Due studenti iraniani, Bahareh Hedayat e Mahdieh Golroo, in carcere per aver svolto propaganda contro il governo, hanno iniziato uno sciopero della fame in segno di protesta contro le loro condizioni di detenzione. Lo riferisce il principale sito web d'opposizione, 'Kalemè, che non aggiunge altri dettagli a riguardo se non quello che ai due è impedito di ricevere visite in carcere.

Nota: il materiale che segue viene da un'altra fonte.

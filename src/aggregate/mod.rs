//! Aggregate module
//!
//! Aggregate roots whose state changes flow through the ledger engine.

pub mod account;
pub mod money_request;
pub mod transfer;

pub use account::{Account, AccountStatus};
pub use money_request::{MoneyRequest, MONEY_REQUEST_TTL_DAYS};
pub use transfer::{Recipient, Transfer, TRANSFER_ARRIVAL_HOURS};

/// Aggregate trait that all aggregates implement
pub trait Aggregate {
    /// Aggregate type name (for audit records and error messages)
    fn aggregate_type() -> &'static str;

    /// Aggregate ID
    fn id(&self) -> uuid::Uuid;
}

Hedayat, tra i candidati al premio per la pace istituito dall'Unione degli Studenti Europei nel 2010, è stato condannato a nove anni e mezzo di prigione, mentre Golroo dovrà scontare un anno. I due si uniscono ad altre personalità dell'opposizione iraniana in carcere che nei giorni scorsi hanno annunciato di essere in sciopero della fame. Tra questi c'è il regista Mohammad Nourizad, arrestato per avere criticato la Guida Suprema, Ali Khamenei, e ricoverato in ospedale dopo sei giorni di sciopero della fame. Il cineasta è stato condannato in appello a cinque anni e mezzo di prigione e 50 frustate per avere fatto propaganda contro il sistema della Repubblica Islamica. Vi è poi l'eclatante caso di Nasrin Sotoudeh, avvocato e attivista per i diritti umani, in carcere da oltre tre mesi, per il cui rilascio si è mobilitato il premio Nobel per la pace iraniano, Shirin Ebadi. La Sotoudeh è rinchiusa nel famigerato carcere di Evin dai primi di 5 settembre e attualmente si trova in isolamento. Secondo la Ebadi, la donna è colpevole di essere un avvocato attivo nella difesa dei diritti umani che non ha mai lesinato critiche all'establishment della Repubblica Islamica.